→ DIRECTIONS FOR THIS TASK: Taking the listing below, restate word for word each line from the line with "applied_at TEXT NOT" to the line with "if current_version < SCHEMA_VERSION", ends included, and stop there.

→ ENTRIES SHOWN:
================

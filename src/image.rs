//! Image references of the form `[repository/]name[:tag]`

use regex::Regex;
use serde::{Deserialize, Serialize};
use std::fmt;
use std::sync::OnceLock;

/// Repository sentinel for images without an explicit repository
pub const NO_REPOSITORY: &str = "_";

/// Tag used when a reference does not name one
pub const DEFAULT_TAG: &str = "latest";

/// Alternatives in precedence order:
/// `repository/name:tag`, `name:tag`, `repository/name`, `name`
const IMAGE_PATTERN: &str = r"^(.+)/(.+):(.+)$|^(.+):(.+)$|^(.+)/(.+)$|^(.+)$";

fn image_pattern() -> &'static Regex {
    static PATTERN: OnceLock<Regex> = OnceLock::new();
    PATTERN.get_or_init(|| Regex::new(IMAGE_PATTERN).expect("valid image reference pattern"))
}

/// A parsed container image reference
#[derive(Debug, Clone, Default, PartialEq, Eq, Serialize, Deserialize)]
pub struct ImageRef {
    pub repository: String,
    pub name: String,
    pub tag: String,
}

impl ImageRef {
    pub fn new(repository: &str, name: &str, tag: &str) -> Self {
        Self {
            repository: repository.to_string(),
            name: name.to_string(),
            tag: tag.to_string(),
        }
    }

    /// Parse a free-form image identifier.
    ///
    /// Parsing never fails: input that cannot be split yields empty fields,
    /// which callers detect with [`ImageRef::is_empty`]. A missing tag is
    /// normalized to `latest`.
    pub fn parse(input: &str) -> Self {
        let input = input.trim();
        if input.is_empty() {
            return Self::default();
        }

        let Some(caps) = image_pattern().captures(input) else {
            return Self::default();
        };
        let group = |i: usize| caps.get(i).map(|m| m.as_str());

        if let (Some(repository), Some(name), Some(tag)) = (group(1), group(2), group(3)) {
            Self::new(repository, name, tag)
        } else if let (Some(name), Some(tag)) = (group(4), group(5)) {
            Self::new(NO_REPOSITORY, name, tag)
        } else if let (Some(repository), Some(name)) = (group(6), group(7)) {
            Self::new(repository, name, DEFAULT_TAG)
        } else if let Some(name) = group(8) {
            Self::new(NO_REPOSITORY, name, DEFAULT_TAG)
        } else {
            Self::default()
        }
    }

    /// True when parsing produced no usable image name
    pub fn is_empty(&self) -> bool {
        self.name.is_empty()
    }

    pub fn has_repository(&self) -> bool {
        !self.repository.is_empty() && self.repository != NO_REPOSITORY
    }
}

impl fmt::Display for ImageRef {
    fn fmt(&self, f: &mut fmt::Formatter<'_>) -> fmt::Result {
        let tag = if self.tag.is_empty() { DEFAULT_TAG } else { &self.tag };
        if self.has_repository() {
            write!(f, "{}/{}:{}", self.repository, self.name, tag)
        } else {
            write!(f, "{}:{}", self.name, tag)
        }
    }
}
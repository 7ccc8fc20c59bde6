//! SQLite persistence for service and image records
//!
//! The lifecycle code talks to storage through [`ServiceStore`]; [`Database`]
//! is the SQLite implementation used by the binary and the tests.

use crate::image::ImageRef;
use anyhow::{Context, Result};
use parking_lot::Mutex;
use rusqlite::types::Type;
use rusqlite::{params, Connection, OptionalExtension, Row};
use serde::Serialize;
use std::collections::HashMap;
use std::fmt;
use std::path::Path;
use std::str::FromStr;
use tracing::{debug, info};

/// Current schema version for migrations
const SCHEMA_VERSION: i32 = 1;

const SERVICE_COLUMNS: &str = "id, name, hosts, status, container_id, image_id, network, port, \
                               environment_variables, created";

/// Lifecycle status of a managed service
#[derive(Debug, Clone, Copy, PartialEq, Eq, Serialize)]
#[serde(rename_all = "SCREAMING_SNAKE_CASE")]
pub enum ServiceStatus {
    Pulling,
    Created,
    Running,
    Stopped,
    Error,
}

impl ServiceStatus {
    pub fn as_str(&self) -> &'static str {
        match self {
            ServiceStatus::Pulling => "PULLING",
            ServiceStatus::Created => "CREATED",
            ServiceStatus::Running => "RUNNING",
            ServiceStatus::Stopped => "STOPPED",
            ServiceStatus::Error => "ERROR",
        }
    }
}

impl fmt::Display for ServiceStatus {
    fn fmt(&self, f: &mut fmt::Formatter<'_>) -> fmt::Result {
        f.write_str(self.as_str())
    }
}

impl FromStr for ServiceStatus {
    type Err = anyhow::Error;

    fn from_str(s: &str) -> Result<Self> {
        match s {
            "PULLING" => Ok(ServiceStatus::Pulling),
            "CREATED" => Ok(ServiceStatus::Created),
            "RUNNING" => Ok(ServiceStatus::Running),
            "STOPPED" => Ok(ServiceStatus::Stopped),
            "ERROR" => Ok(ServiceStatus::Error),
            other => anyhow::bail!("unknown service status '{}'", other),
        }
    }
}

/// Persisted image reference
#[derive(Debug, Clone, PartialEq, Serialize)]
pub struct ImageRecord {
    pub id: i64,
    #[serde(flatten)]
    pub image: ImageRef,
    pub created: String,
}

/// Persisted backend service
#[derive(Debug, Clone, PartialEq, Serialize)]
pub struct ServiceRecord {
    pub id: i64,
    pub name: String,
    pub hosts: Vec<String>,
    pub status: ServiceStatus,
    pub container_id: Option<String>,
    pub image_id: i64,
    pub network: String,
    pub port: Option<u16>,
    pub env: HashMap<String, String>,
    pub created: String,
}

impl ServiceRecord {
    /// URL the service is reachable at on the managed network
    pub fn url(&self) -> Option<String> {
        self.port.map(|port| format!("http://{}:{}", self.name, port))
    }
}

/// Fields required to register a new service
#[derive(Debug, Clone)]
pub struct NewService {
    pub name: String,
    pub hosts: Vec<String>,
    pub image_id: i64,
    pub network: String,
}

/// Durable storage for services and images
pub trait ServiceStore: Send + Sync {
    fn insert_image(&self, image: &ImageRef) -> Result<i64>;
    fn get_image(&self, id: i64) -> Result<Option<ImageRecord>>;
    fn list_images(&self) -> Result<Vec<ImageRecord>>;

    /// Insert a service with status PULLING, returning its id
    fn insert_service(&self, service: &NewService) -> Result<i64>;
    fn get_service(&self, id: i64) -> Result<Option<ServiceRecord>>;
    fn get_service_by_name(&self, name: &str) -> Result<Option<ServiceRecord>>;
    fn list_services(&self) -> Result<Vec<ServiceRecord>>;
    fn update_status(&self, id: i64, status: ServiceStatus) -> Result<()>;
    fn update_container_id(&self, id: i64, container_id: Option<&str>) -> Result<()>;
    fn update_port(&self, id: i64, port: Option<u16>) -> Result<()>;
    fn update_env(&self, id: i64, env: &HashMap<String, String>) -> Result<()>;
    fn update_hosts(&self, id: i64, hosts: &[String]) -> Result<()>;
    /// Delete a service, returning false if it did not exist
    fn delete_service(&self, id: i64) -> Result<bool>;
}

/// Database connection wrapper with thread-safe access
pub struct Database {
    conn: Mutex<Connection>,
}

impl Database {
    /// Open or create a database at the given path
    pub fn open(path: impl AsRef<Path>) -> Result<Self> {
        let path = path.as_ref();

        if let Some(parent) = path.parent() {
            if !parent.as_os_str().is_empty() {
                std::fs::create_dir_all(parent)?;
            }
        }

        let conn = Connection::open(path).context("Failed to open database")?;
        conn.execute_batch("PRAGMA journal_mode=WAL; PRAGMA foreign_keys=ON;")?;

        let db = Self {
            conn: Mutex::new(conn),
        };
        db.run_migrations()?;

        info!("Database opened at {}", path.display());
        Ok(db)
    }

    /// Open an in-memory database (for testing)
    pub fn open_in_memory() -> Result<Self> {
        let conn = Connection::open_in_memory().context("Failed to open in-memory database")?;
        conn.execute_batch("PRAGMA foreign_keys=ON;")?;

        let db = Self {
            conn: Mutex::new(conn),
        };
        db.run_migrations()?;
        Ok(db)
    }

    fn run_migrations(&self) -> Result<()> {
        let conn = self.conn.lock();

        conn.execute(
            "CREATE TABLE IF NOT EXISTS schema_migrations (
                version INTEGER PRIMARY KEY,
                applied_at TEXT NOT NULL DEFAULT (datetime('now'))
            )",
            [],
        )?;

        let current_version: i32 = conn
            .query_row(
                "SELECT COALESCE(MAX(version), 0) FROM schema_migrations",
                [],
                |row| row.get(0),
            )
            .unwrap_or(0);

        if current_version < SCHEMA_VERSION {
            info!("Running migrations from v{} to v{}", current_version, SCHEMA_VERSION);

            if current_version < 1 {
                Self::migrate_v1(&conn)?;
            }
        }

        Ok(())
    }

    /// Migration v1: services and images
    fn migrate_v1(conn: &Connection) -> Result<()> {
        debug!("Applying migration v1: services and images");

        conn.execute_batch(
            r#"
            CREATE TABLE IF NOT EXISTS images (
                id INTEGER PRIMARY KEY AUTOINCREMENT,
                repository TEXT NOT NULL,
                name TEXT NOT NULL,
                tag TEXT NOT NULL,
                created TEXT NOT NULL DEFAULT (datetime('now'))
            );

            CREATE TABLE IF NOT EXISTS services (
                id INTEGER PRIMARY KEY AUTOINCREMENT,
                name TEXT NOT NULL UNIQUE,
                hosts TEXT NOT NULL DEFAULT '',
                status TEXT NOT NULL DEFAULT 'PULLING',
                container_id TEXT,
                image_id INTEGER NOT NULL,
                network TEXT NOT NULL,
                port INTEGER,
                environment_variables TEXT NOT NULL DEFAULT '{}',
                created TEXT NOT NULL DEFAULT (datetime('now')),
                FOREIGN KEY (image_id) REFERENCES images(id)
            );

            CREATE INDEX IF NOT EXISTS idx_services_image ON services(image_id);

            INSERT INTO schema_migrations (version) VALUES (1);
        "#,
        )?;

        Ok(())
    }

    fn image_from_row(row: &Row<'_>) -> rusqlite::Result<ImageRecord> {
        Ok(ImageRecord {
            id: row.get(0)?,
            image: ImageRef {
                repository: row.get(1)?,
                name: row.get(2)?,
                tag: row.get(3)?,
            },
            created: row.get(4)?,
        })
    }

    fn service_from_row(row: &Row<'_>) -> rusqlite::Result<ServiceRecord> {
        let hosts: String = row.get(2)?;
        let status: String = row.get(3)?;
        let env: String = row.get(8)?;

        Ok(ServiceRecord {
            id: row.get(0)?,
            name: row.get(1)?,
            hosts: split_hosts(&hosts),
            status: status
                .parse::<ServiceStatus>()
                .map_err(|e| conversion_error(3, e.into()))?,
            container_id: row.get(4)?,
            image_id: row.get(5)?,
            network: row.get(6)?,
            port: row.get(7)?,
            env: serde_json::from_str(&env).map_err(|e| conversion_error(8, Box::new(e)))?,
            created: row.get(9)?,
        })
    }

    fn update_service_column(&self, id: i64, sql: &str, value: &dyn rusqlite::ToSql) -> Result<()> {
        let conn = self.conn.lock();
        let rows = conn.execute(sql, params![value, id])?;
        if rows == 0 {
            anyhow::bail!("service {} does not exist", id);
        }
        Ok(())
    }
}

fn conversion_error(
    column: usize,
    err: Box<dyn std::error::Error + Send + Sync + 'static>,
) -> rusqlite::Error {
    rusqlite::Error::FromSqlConversionFailure(column, Type::Text, err)
}

fn join_hosts(hosts: &[String]) -> String {
    hosts.join(",")
}

fn split_hosts(hosts: &str) -> Vec<String> {
    hosts
        .split(',')
        .map(str::trim)
        .filter(|h| !h.is_empty())
        .map(String::from)
        .collect()
}

impl ServiceStore for Database {
    fn insert_image(&self, image: &ImageRef) -> Result<i64> {
        let conn = self.conn.lock();
        conn.execute(
            "INSERT INTO images (repository, name, tag) VALUES (?1, ?2, ?3)",
            params![image.repository, image.name, image.tag],
        )?;
        Ok(conn.last_insert_rowid())
    }

    fn get_image(&self, id: i64) -> Result<Option<ImageRecord>> {
        let conn = self.conn.lock();
        conn.query_row(
            "SELECT id, repository, name, tag, created FROM images WHERE id = ?1",
            params![id],
            Self::image_from_row,
        )
        .optional()
        .context("Failed to get image")
    }

    fn list_images(&self) -> Result<Vec<ImageRecord>> {
        let conn = self.conn.lock();
        let mut stmt =
            conn.prepare("SELECT id, repository, name, tag, created FROM images ORDER BY id")?;
        let images = stmt
            .query_map([], Self::image_from_row)?
            .collect::<Result<Vec<_>, _>>()?;
        Ok(images)
    }

    fn insert_service(&self, service: &NewService) -> Result<i64> {
        let conn = self.conn.lock();
        conn.execute(
            "INSERT INTO services (name, hosts, status, image_id, network) VALUES (?1, ?2, ?3, ?4, ?5)",
            params![
                service.name,
                join_hosts(&service.hosts),
                ServiceStatus::Pulling.as_str(),
                service.image_id,
                service.network
            ],
        )
        .with_context(|| format!("Failed to insert service '{}'", service.name))?;
        Ok(conn.last_insert_rowid())
    }

    fn get_service(&self, id: i64) -> Result<Option<ServiceRecord>> {
        let conn = self.conn.lock();
        conn.query_row(
            &format!("SELECT {} FROM services WHERE id = ?1", SERVICE_COLUMNS),
            params![id],
            Self::service_from_row,
        )
        .optional()
        .context("Failed to get service")
    }

    fn get_service_by_name(&self, name: &str) -> Result<Option<ServiceRecord>> {
        let conn = self.conn.lock();
        conn.query_row(
            &format!("SELECT {} FROM services WHERE name = ?1", SERVICE_COLUMNS),
            params![name],
            Self::service_from_row,
        )
        .optional()
        .context("Failed to get service by name")
    }

    fn list_services(&self) -> Result<Vec<ServiceRecord>> {
        let conn = self.conn.lock();
        let mut stmt = conn.prepare(&format!(
            "SELECT {} FROM services ORDER BY id",
            SERVICE_COLUMNS
        ))?;
        let services = stmt
            .query_map([], Self::service_from_row)?
            .collect::<Result<Vec<_>, _>>()?;
        Ok(services)
    }

    fn update_status(&self, id: i64, status: ServiceStatus) -> Result<()> {
        self.update_service_column(
            id,
            "UPDATE services SET status = ?1 WHERE id = ?2",
            &status.as_str(),
        )
    }

    fn update_container_id(&self, id: i64, container_id: Option<&str>) -> Result<()> {
        self.update_service_column(
            id,
            "UPDATE services SET container_id = ?1 WHERE id = ?2",
            &container_id,
        )
    }

    fn update_port(&self, id: i64, port: Option<u16>) -> Result<()> {
        self.update_service_column(id, "UPDATE services SET port = ?1 WHERE id = ?2", &port)
    }

    fn update_env(&self, id: i64, env: &HashMap<String, String>) -> Result<()> {
        let json = serde_json::to_string(env)?;
        self.update_service_column(
            id,
            "UPDATE services SET environment_variables = ?1 WHERE id = ?2",
            &json,
        )
    }

    fn update_hosts(&self, id: i64, hosts: &[String]) -> Result<()> {
        self.update_service_column(
            id,
            "UPDATE services SET hosts = ?1 WHERE id = ?2",
            &join_hosts(hosts),
        )
    }

    fn delete_service(&self, id: i64) -> Result<bool> {
        let conn = self.conn.lock();
        let rows = conn.execute("DELETE FROM services WHERE id = ?1", params![id])?;
        Ok(rows > 0)
    }
}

================

→ ANSWER TO THE PROBLEM:
                applied_at TEXT NOT NULL DEFAULT (datetime('now'))
            )",
            [],
        )?;

        let current_version: i32 = conn
            .query_row(
                "SELECT COALESCE(MAX(version), 0) FROM schema_migrations",
                [],
                |row| row.get(0),
            )
            .unwrap_or(0);

        if current_version < SCHEMA_VERSION {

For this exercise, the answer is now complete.